### Directions for this task
Starting with the first line of the data that follows, transcribe every line verbatim until the line containing "pub enum Scalar" has been transcribed.

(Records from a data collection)
● ● ●
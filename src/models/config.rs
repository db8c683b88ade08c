//! Configuration tree values
//!
//! The dynamic, schema-constrained representation produced by the declarative
//! configuration front end: nested blocks, 0..1-element lists standing in for
//! optional blocks, unordered sets and bare scalars.

use std::collections::BTreeMap;

use serde::de::Error as _;
use serde::{Deserialize, Deserializer, Serialize, Serializer};
use serde_json::{Number, Value};

/// A leaf of the configuration tree
#[derive(Debug, Clone, PartialEq)]
pub enum Scalar {
    String(String),
    Number(Number),
    Bool(bool),
}

impl Scalar {
    pub fn kind_name(&self) -> &'static str {
        match self {
            Scalar::String(_) => "string",
            Scalar::Number(_) => "number",
            Scalar::Bool(_) => "bool",
        }
    }

    pub fn as_str(&self) -> Option<&str> {
        match self {
            Scalar::String(s) => Some(s),
            _ => None,
        }
    }

    /// Float scalar, falling back to a string for values JSON cannot carry (NaN, infinities)
    pub fn from_f64(value: f64) -> Self {
        Number::from_f64(value)
            .map(Scalar::Number)
            .unwrap_or_else(|| Scalar::String(value.to_string()))
    }

    fn to_json(&self) -> Value {
        match self {
            Scalar::String(s) => Value::String(s.clone()),
            Scalar::Number(n) => Value::Number(n.clone()),
            Scalar::Bool(b) => Value::Bool(*b),
        }
    }
}

impl From<&str> for Scalar {
    fn from(value: &str) -> Self {
        Scalar::String(value.to_string())
    }
}

impl From<String> for Scalar {
    fn from(value: String) -> Self {
        Scalar::String(value)
    }
}

impl From<i64> for Scalar {
    fn from(value: i64) -> Self {
        Scalar::Number(Number::from(value))
    }
}

impl From<bool> for Scalar {
    fn from(value: bool) -> Self {
        Scalar::Bool(value)
    }
}

/// A node of the configuration tree
///
/// Unset fields are absent from a [`ConfigValue::Block`]; they are never
/// represented by an explicit null.
#[derive(Debug, Clone, PartialEq)]
pub enum ConfigValue {
    Scalar(Scalar),
    /// Ordered repetition, also used for optional single blocks (0 or 1 element)
    OrderedList(Vec<ConfigValue>),
    /// Repetition without order semantics
    UnorderedSet(Vec<ConfigValue>),
    /// Named-field group
    Block(BTreeMap<String, ConfigValue>),
}

impl ConfigValue {
    /// An empty block
    pub fn block() -> Self {
        ConfigValue::Block(BTreeMap::new())
    }

    /// A string scalar
    pub fn string(value: impl Into<String>) -> Self {
        ConfigValue::Scalar(Scalar::String(value.into()))
    }

    /// An integer scalar
    pub fn int(value: i64) -> Self {
        ConfigValue::Scalar(Scalar::from(value))
    }

    /// A floating point scalar
    pub fn float(value: f64) -> Self {
        ConfigValue::Scalar(Scalar::from_f64(value))
    }

    /// A boolean scalar
    pub fn bool(value: bool) -> Self {
        ConfigValue::Scalar(Scalar::Bool(value))
    }

    /// An optional single block holding `value`
    pub fn single(value: ConfigValue) -> Self {
        ConfigValue::OrderedList(vec![value])
    }

    /// Builder-style insertion into a block; no-op on other kinds
    pub fn with(mut self, name: impl Into<String>, value: ConfigValue) -> Self {
        if let ConfigValue::Block(fields) = &mut self {
            fields.insert(name.into(), value);
        }
        self
    }

    /// Insert a one-element list holding `value`
    pub fn with_single(self, name: impl Into<String>, value: ConfigValue) -> Self {
        self.with(name, ConfigValue::single(value))
    }

    pub fn kind_name(&self) -> &'static str {
        match self {
            ConfigValue::Scalar(s) => s.kind_name(),
            ConfigValue::OrderedList(_) => "list",
            ConfigValue::UnorderedSet(_) => "set",
            ConfigValue::Block(_) => "block",
        }
    }

    pub fn as_block(&self) -> Option<&BTreeMap<String, ConfigValue>> {
        match self {
            ConfigValue::Block(fields) => Some(fields),
            _ => None,
        }
    }

    pub fn as_scalar(&self) -> Option<&Scalar> {
        match self {
            ConfigValue::Scalar(s) => Some(s),
            _ => None,
        }
    }

    /// Elements of a list or set
    pub fn elements(&self) -> Option<&[ConfigValue]> {
        match self {
            ConfigValue::OrderedList(items) | ConfigValue::UnorderedSet(items) => Some(items),
            _ => None,
        }
    }

    /// Field lookup on a block
    pub fn get(&self, name: &str) -> Option<&ConfigValue> {
        self.as_block().and_then(|fields| fields.get(name))
    }

    /// Follow a dotted path through blocks, descending into the first element of lists
    pub fn pointer(&self, path: &str) -> Option<&ConfigValue> {
        let mut current = self;
        for part in path.split('.') {
            if let Some(items) = current.elements() {
                current = items.first()?;
            }
            current = current.get(part)?;
        }
        Some(current)
    }

    /// Convert from JSON; `null` becomes `None`, null members and elements are dropped
    pub fn from_json(value: &Value) -> Option<Self> {
        match value {
            Value::Null => None,
            Value::Bool(b) => Some(ConfigValue::Scalar(Scalar::Bool(*b))),
            Value::Number(n) => Some(ConfigValue::Scalar(Scalar::Number(n.clone()))),
            Value::String(s) => Some(ConfigValue::Scalar(Scalar::String(s.clone()))),
            Value::Array(items) => Some(ConfigValue::OrderedList(
                items.iter().filter_map(ConfigValue::from_json).collect(),
            )),
            Value::Object(map) => Some(ConfigValue::Block(
                map.iter()
                    .filter_map(|(k, v)| ConfigValue::from_json(v).map(|v| (k.clone(), v)))
                    .collect(),
            )),
        }
    }

    /// Convert to JSON; lists and sets both become arrays
    pub fn to_json(&self) -> Value {
        match self {
            ConfigValue::Scalar(s) => s.to_json(),
            ConfigValue::OrderedList(items) | ConfigValue::UnorderedSet(items) => {
                Value::Array(items.iter().map(ConfigValue::to_json).collect())
            }
            ConfigValue::Block(fields) => Value::Object(
                fields
                    .iter()
                    .map(|(k, v)| (k.clone(), v.to_json()))
                    .collect(),
            ),
        }
    }

    /// Structural equality that compares set elements as multisets
    pub fn set_eq(&self, other: &ConfigValue) -> bool {
        match (self, other) {
            (ConfigValue::Scalar(a), ConfigValue::Scalar(b)) => a == b,
            (ConfigValue::OrderedList(a), ConfigValue::OrderedList(b)) => {
                a.len() == b.len() && a.iter().zip(b).all(|(x, y)| x.set_eq(y))
            }
            (ConfigValue::UnorderedSet(a), ConfigValue::UnorderedSet(b)) => {
                if a.len() != b.len() {
                    return false;
                }
                let mut used = vec![false; b.len()];
                a.iter().all(|x| {
                    match b
                        .iter()
                        .enumerate()
                        .find(|(i, y)| !used[*i] && x.set_eq(y))
                    {
                        Some((i, _)) => {
                            used[i] = true;
                            true
                        }
                        None => false,
                    }
                })
            }
            (ConfigValue::Block(a), ConfigValue::Block(b)) => {
                a.len() == b.len()
                    && a.iter()
                        .all(|(k, v)| b.get(k).is_some_and(|other| v.set_eq(other)))
            }
            _ => false,
        }
    }
}

impl From<Scalar> for ConfigValue {
    fn from(value: Scalar) -> Self {
        ConfigValue::Scalar(value)
    }
}

impl Serialize for ConfigValue {
    fn serialize<S: Serializer>(&self, serializer: S) -> Result<S::Ok, S::Error> {
        self.to_json().serialize(serializer)
    }
}

impl<'de> Deserialize<'de> for ConfigValue {
    fn deserialize<D: Deserializer<'de>>(deserializer: D) -> Result<Self, D::Error> {
        let value = Value::deserialize(deserializer)?;
        ConfigValue::from_json(&value)
            .ok_or_else(|| D::Error::custom("configuration tree cannot be null"))
    }
}

#[cfg(test)]
mod tests {
    use super::*;
    use serde_json::json;

    #[test]
    fn test_from_json_drops_nulls() {
        let value = ConfigValue::from_json(&json!({
            "filter_id": "f1",
            "parameter_name": null,
            "values": ["a", null, "b"]
        }))
        .unwrap();

        let block = value.as_block().unwrap();
        assert_eq!(block.len(), 2);
        assert!(!block.contains_key("parameter_name"));
        assert_eq!(value.get("values").unwrap().elements().unwrap().len(), 2);
    }

    #[test]
    fn test_json_round_trip() {
        let source = json!({
            "column": [{"column_name": "sales", "data_set_identifier": "ds"}],
            "include_minimum": true,
            "value": 1.5
        });
        let value = ConfigValue::from_json(&source).unwrap();
        assert_eq!(value.to_json(), source);
    }

    #[test]
    fn test_set_eq_ignores_set_order_only() {
        let a = ConfigValue::UnorderedSet(vec![ConfigValue::string("x"), ConfigValue::string("y")]);
        let b = ConfigValue::UnorderedSet(vec![ConfigValue::string("y"), ConfigValue::string("x")]);
        assert!(a.set_eq(&b));
        assert_ne!(a, b);

        let c = ConfigValue::OrderedList(vec![ConfigValue::string("x"), ConfigValue::string("y")]);
        let d = ConfigValue::OrderedList(vec![ConfigValue::string("y"), ConfigValue::string("x")]);
        assert!(!c.set_eq(&d));
    }

    #[test]
    fn test_pointer_descends_through_single_blocks() {
        let tree = ConfigValue::block().with_single(
            "column",
            ConfigValue::block().with("column_name", ConfigValue::string("sales")),
        );
        assert_eq!(
            tree.pointer("column.column_name"),
            Some(&ConfigValue::string("sales"))
        );
        assert_eq!(tree.pointer("column.missing"), None);
    }

    #[test]
    fn test_deserialize_rejects_null() {
        let result: Result<ConfigValue, _> = serde_json::from_str("null");
        assert!(result.is_err());
    }
}
//! Configuration for expand and flatten

use serde::{Deserialize, Serialize};

/// How a oneof block with several populated candidates is resolved
#[derive(Debug, Clone, Copy, Default, PartialEq, Eq, Serialize, Deserialize)]
#[serde(rename_all = "camelCase")]
pub enum VariantPolicy {
    /// Fail with `AmbiguousVariant`
    #[default]
    Strict,
    /// Take the first populated candidate in declared order and log a warning
    FirstMatch,
}

/// How a scalar that cannot be parsed in its declared format is handled
#[derive(Debug, Clone, Copy, Default, PartialEq, Eq, Serialize, Deserialize)]
#[serde(rename_all = "camelCase")]
pub enum MalformedScalarPolicy {
    /// Fail with `MalformedScalar`
    #[default]
    Strict,
    /// Drop the value (the field becomes absent) and log a warning
    Lenient,
}

/// Configuration for conversions
#[derive(Debug, Clone, PartialEq, Serialize, Deserialize)]
#[serde(rename_all = "camelCase", default)]
pub struct ConversionConfig {
    /// Oneof ambiguity handling
    pub variant_policy: VariantPolicy,

    /// Unparseable timestamp and nullable integer handling
    pub malformed_scalar_policy: MalformedScalarPolicy,

    /// Check list and set element counts against their declared bounds
    pub enforce_cardinality: bool,

    /// Check scalar length, pattern and range constraints
    pub validate_constraints: bool,

    /// Treat `""` in optional textual fields as absent
    pub empty_strings_as_absent: bool,

    /// Maximum block nesting depth
    pub max_depth: usize,
}

impl Default for ConversionConfig {
    fn default() -> Self {
        Self {
            variant_policy: VariantPolicy::Strict,
            malformed_scalar_policy: MalformedScalarPolicy::Strict,
            enforce_cardinality: false,
            validate_constraints: false,
            empty_strings_as_absent: false,
            max_depth: 64,
        }
    }
}

impl ConversionConfig {
    /// Create a new configuration with defaults
    pub fn new() -> Self {
        Self::default()
    }

    /// Create a builder for custom configuration
    pub fn builder() -> ConversionConfigBuilder {
        ConversionConfigBuilder::default()
    }

    /// Settings matching the permissive behavior of earlier provider releases:
    /// first populated variant wins and malformed scalars are dropped
    pub fn compatible() -> Self {
        Self::builder()
            .variant_policy(VariantPolicy::FirstMatch)
            .malformed_scalar_policy(MalformedScalarPolicy::Lenient)
            .empty_strings_as_absent(true)
            .build()
    }
}

/// Builder for ConversionConfig
#[derive(Debug, Default)]
pub struct ConversionConfigBuilder {
    config: ConversionConfig,
}

impl ConversionConfigBuilder {
    pub fn variant_policy(mut self, policy: VariantPolicy) -> Self {
        self.config.variant_policy = policy;
        self
    }

    pub fn malformed_scalar_policy(mut self, policy: MalformedScalarPolicy) -> Self {
        self.config.malformed_scalar_policy = policy;
        self
    }

    /// Enable or disable list and set bound checks
    pub fn enforce_cardinality(mut self, enforce: bool) -> Self {
        self.config.enforce_cardinality = enforce;
        self
    }

    /// Enable or disable scalar constraint checks
    pub fn validate_constraints(mut self, validate: bool) -> Self {
        self.config.validate_constraints = validate;
        self
    }

    pub fn empty_strings_as_absent(mut self, absent: bool) -> Self {
        self.config.empty_strings_as_absent = absent;
        self
    }

    /// Set the maximum nesting depth (at least 1)
    pub fn max_depth(mut self, depth: usize) -> Self {
        self.config.max_depth = depth.max(1);
        self
    }

    /// Build the configuration
    pub fn build(self) -> ConversionConfig {
        self.config
    }
}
● ● ●
### Response to this task
filename src/models/config.rs
repository db8c683b88ade08c
//! Configuration tree values
//!
//! The dynamic, schema-constrained representation produced by the declarative
//! configuration front end: nested blocks, 0..1-element lists standing in for
//! optional blocks, unordered sets and bare scalars.

use std::collections::BTreeMap;

use serde::de::Error as _;
use serde::{Deserialize, Deserializer, Serialize, Serializer};
use serde_json::{Number, Value};

/// A leaf of the configuration tree
#[derive(Debug, Clone, PartialEq)]
pub enum Scalar {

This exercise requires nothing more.